### [Task statement]
Nothing but a number is needed here; count the lines of the listing that include "period".

### [Records for processing]
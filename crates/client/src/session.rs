//! Client session — correlated calls over the async transport.

use std::collections::{HashMap, VecDeque};
use std::sync::Arc;
use std::time::Duration;

use parking_lot::Mutex;
use serde_json::Value;
use tokio::io::BufReader;
use tokio::sync::{mpsc, oneshot};
use tokio::task::JoinHandle;
use tokio_util::sync::CancellationToken;

use tb_protocol::{
    read_frame, write_frame, ErrorKind, ToolSummary, WireError, WireMessage, PROTOCOL_VERSION,
};

use crate::builder::ClientBuilder;
use crate::transport::{BoxedReader, BoxedWriter};

/// Errors surfaced to callers of [`ClientSession`].
#[derive(Debug, thiserror::Error)]
pub enum ClientError {
    #[error("transport: {0}")]
    Transport(#[from] std::io::Error),

    #[error("handshake: {0}")]
    Handshake(String),

    #[error("call timed out after {0:?}")]
    Timeout(Duration),

    #[error("connection closed")]
    ConnectionClosed,

    /// The server answered with a typed failure.
    #[error(transparent)]
    Tool(#[from] WireError),
}

struct CallReply {
    ok: bool,
    result: Option<Value>,
    error: Option<WireError>,
}

type PendingMap = Arc<Mutex<HashMap<String, oneshot::Sender<CallReply>>>>;
type DiscoveryQueue = Arc<Mutex<VecDeque<oneshot::Sender<Vec<ToolSummary>>>>>;

/// An established session. Cheap to share behind an `Arc`; all methods
/// take `&self` so calls from many tasks can be in flight at once.
pub struct ClientSession {
    outbound: mpsc::Sender<WireMessage>,
    pending: PendingMap,
    discovery: DiscoveryQueue,
    /// Cancelled once the connection is gone, either way.
    closed: CancellationToken,
    cached_tools: Mutex<Option<Vec<ToolSummary>>>,
    default_timeout: Duration,
    session_id: String,
    server_version: String,
    reader_task: JoinHandle<()>,
    writer_task: JoinHandle<()>,
    heartbeat_task: Option<JoinHandle<()>>,
    child: Option<tokio::process::Child>,
}

impl ClientSession {
    /// Handshake over the given halves and start the background tasks.
    pub(crate) async fn start(
        reader: BoxedReader,
        writer: BoxedWriter,
        child: Option<tokio::process::Child>,
        opts: &ClientBuilder,
    ) -> Result<Self, ClientError> {
        let mut reader = BufReader::new(reader);
        let mut writer = writer;
        let max_bytes = opts.max_frame_bytes;

        // ── Handshake ────────────────────────────────────────────────
        let hello = WireMessage::Hello {
            protocol_version: PROTOCOL_VERSION,
            client_name: opts.client_name.clone(),
            client_version: opts.client_version.clone(),
        };
        write_frame(&mut writer, &hello, max_bytes)
            .await
            .map_err(|e| ClientError::Handshake(e.to_string()))?;

        let welcome = tokio::time::timeout(
            opts.handshake_timeout,
            read_frame(&mut reader, max_bytes),
        )
        .await
        .map_err(|_| ClientError::Handshake("timeout waiting for welcome".into()))?
        .map_err(|e| ClientError::Handshake(e.to_string()))?;

        let (session_id, server_version) = match welcome {
            WireMessage::Welcome {
                protocol_version,
                server_version,
                session_id,
            } => {
                if protocol_version != PROTOCOL_VERSION {
                    return Err(ClientError::Handshake(format!(
                        "protocol version mismatch: server speaks {protocol_version}, client speaks {PROTOCOL_VERSION}"
                    )));
                }
                (session_id, server_version)
            }
            other => {
                return Err(ClientError::Handshake(format!(
                    "expected welcome, got {other:?}"
                )))
            }
        };

        tracing::info!(
            session_id = %session_id,
            server_version = %server_version,
            "session established"
        );

        // ── Background tasks ─────────────────────────────────────────
        let (outbound_tx, mut outbound_rx) = mpsc::channel::<WireMessage>(64);
        let pending: PendingMap = Arc::new(Mutex::new(HashMap::new()));
        let discovery: DiscoveryQueue = Arc::new(Mutex::new(VecDeque::new()));
        let closed = CancellationToken::new();

        let writer_closed = closed.clone();
        let writer_task = tokio::spawn(async move {
            while let Some(msg) = outbound_rx.recv().await {
                if write_frame(&mut writer, &msg, max_bytes).await.is_err() {
                    writer_closed.cancel();
                    break;
                }
            }
        });

        let reader_pending = pending.clone();
        let reader_discovery = discovery.clone();
        let reader_closed = closed.clone();
        let reader_outbound = outbound_tx.clone();
        let reader_task = tokio::spawn(async move {
            loop {
                match read_frame(&mut reader, max_bytes).await {
                    Ok(WireMessage::Response {
                        id,
                        ok,
                        result,
                        error,
                    }) => {
                        match reader_pending.lock().remove(&id) {
                            Some(tx) => {
                                let _ = tx.send(CallReply { ok, result, error });
                            }
                            None => {
                                // Late response after a local timeout, or
                                // a server bug. Either way: drop it.
                                tracing::debug!(request_id = %id, "response for unknown call");
                            }
                        }
                    }
                    Ok(WireMessage::DiscoveryResponse { tools }) => {
                        match reader_discovery.lock().pop_front() {
                            Some(tx) => {
                                let _ = tx.send(tools);
                            }
                            None => {
                                tracing::debug!("unsolicited discovery response");
                            }
                        }
                    }
                    Ok(WireMessage::Ping { timestamp }) => {
                        let _ = reader_outbound.send(WireMessage::Pong { timestamp }).await;
                    }
                    Ok(WireMessage::Pong { .. }) => {
                        tracing::trace!("received pong");
                    }
                    Ok(other) => {
                        tracing::debug!(
                            msg_type = ?std::mem::discriminant(&other),
                            "unexpected message from server, ignoring"
                        );
                    }
                    Err(e) => {
                        tracing::info!(error = %e, "connection closed");
                        break;
                    }
                }
            }

            // Resolve every pending call to ConnectionClosed by dropping
            // its sender, and wake discovery waiters the same way.
            reader_closed.cancel();
            reader_pending.lock().clear();
            reader_discovery.lock().clear();
        });

        let heartbeat_task = opts.heartbeat_interval.map(|period| {
            let tx = outbound_tx.clone();
            tokio::spawn(async move {
                let mut interval = tokio::time::interval(period);
                interval.tick().await; // immediate first tick
                loop {
                    interval.tick().await;
                    let msg = WireMessage::Ping {
                        timestamp: chrono::Utc::now().timestamp_millis(),
                    };
                    if tx.send(msg).await.is_err() {
                        break;
                    }
                }
            })
        });

        Ok(Self {
            outbound: outbound_tx,
            pending,
            discovery,
            closed,
            cached_tools: Mutex::new(None),
            default_timeout: opts.default_timeout,
            session_id,
            server_version,
            reader_task,
            writer_task,
            heartbeat_task,
            child,
        })
    }

    pub fn session_id(&self) -> &str {
        &self.session_id
    }

    pub fn server_version(&self) -> &str {
        &self.server_version
    }

    /// Whether the connection is known to be gone.
    pub fn is_closed(&self) -> bool {
        self.closed.is_cancelled()
    }

    /// Invoke a tool with the session's default timeout.
    pub async fn call(&self, tool: &str, args: Value) -> Result<Value, ClientError> {
        self.call_with_timeout(tool, args, self.default_timeout)
            .await
    }

    /// Invoke a tool. On local timeout, a best-effort `cancel_notice` is
    /// sent upstream and the call resolves to [`ClientError::Timeout`] —
    /// callers never observe a hang past the budget.
    pub async fn call_with_timeout(
        &self,
        tool: &str,
        args: Value,
        timeout: Duration,
    ) -> Result<Value, ClientError> {
        if self.closed.is_cancelled() {
            return Err(ClientError::ConnectionClosed);
        }

        let id = uuid::Uuid::new_v4().to_string();
        let (tx, rx) = oneshot::channel();
        self.pending.lock().insert(id.clone(), tx);

        let request = WireMessage::Request {
            id: id.clone(),
            tool: tool.to_string(),
            args,
        };
        if self.outbound.send(request).await.is_err() {
            self.pending.lock().remove(&id);
            return Err(ClientError::ConnectionClosed);
        }

        match tokio::time::timeout(timeout, rx).await {
            Ok(Ok(reply)) => {
                if reply.ok {
                    Ok(reply.result.unwrap_or(Value::Null))
                } else {
                    Err(ClientError::Tool(reply.error.unwrap_or_else(|| {
                        WireError::new(ErrorKind::Handler, "failure without error payload")
                    })))
                }
            }
            // Sender dropped — the connection went away mid-call.
            Ok(Err(_)) => Err(ClientError::ConnectionClosed),
            Err(_) => {
                self.pending.lock().remove(&id);
                let _ = self
                    .outbound
                    .try_send(WireMessage::CancelNotice { id: id.clone() });
                tracing::debug!(request_id = %id, tool = %tool, "local timeout, cancel notice sent");
                Err(ClientError::Timeout(timeout))
            }
        }
    }

    /// Discovery snapshot, fetched once per session and cached.
    pub async fn list_tools(&self) -> Result<Vec<ToolSummary>, ClientError> {
        if let Some(tools) = self.cached_tools.lock().clone() {
            return Ok(tools);
        }
        self.refresh_tools().await
    }

    /// Force a fresh discovery fetch and update the cache.
    pub async fn refresh_tools(&self) -> Result<Vec<ToolSummary>, ClientError> {
        if self.closed.is_cancelled() {
            return Err(ClientError::ConnectionClosed);
        }

        let (tx, rx) = oneshot::channel();
        self.discovery.lock().push_back(tx);
        if self.outbound.send(WireMessage::DiscoveryRequest).await.is_err() {
            return Err(ClientError::ConnectionClosed);
        }

        match tokio::time::timeout(self.default_timeout, rx).await {
            Ok(Ok(tools)) => {
                *self.cached_tools.lock() = Some(tools.clone());
                Ok(tools)
            }
            Ok(Err(_)) => Err(ClientError::ConnectionClosed),
            Err(_) => Err(ClientError::Timeout(self.default_timeout)),
        }
    }

    /// Close the session: stop the background tasks, close the transport,
    /// and reap the child process if this session spawned one.
    pub async fn shutdown(self) {
        let ClientSession {
            outbound,
            pending,
            discovery,
            closed,
            reader_task,
            writer_task,
            heartbeat_task,
            child,
            ..
        } = self;

        closed.cancel();
        if let Some(task) = heartbeat_task {
            task.abort();
        }
        // The reader holds an outbound clone (for pongs) — abort it first
        // so dropping ours closes the channel. The writer then drains and
        // drops the transport half, which the server sees as a clean EOF.
        reader_task.abort();
        drop(outbound);
        let _ = tokio::time::timeout(Duration::from_secs(5), writer_task).await;
        pending.lock().clear();
        discovery.lock().clear();

        if let Some(mut child) = child {
            match tokio::time::timeout(Duration::from_secs(5), child.wait()).await {
                Ok(Ok(status)) => {
                    tracing::debug!(?status, "server process exited");
                }
                Ok(Err(e)) => {
                    tracing::warn!(error = %e, "error waiting for server process");
                }
                Err(_) => {
                    tracing::warn!("server process did not exit within timeout, killing");
                    if let Err(e) = child.kill().await {
                        tracing::warn!(error = %e, "failed to kill server process");
                    }
                }
            }
        }
    }
}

### [Response to this exercise]
2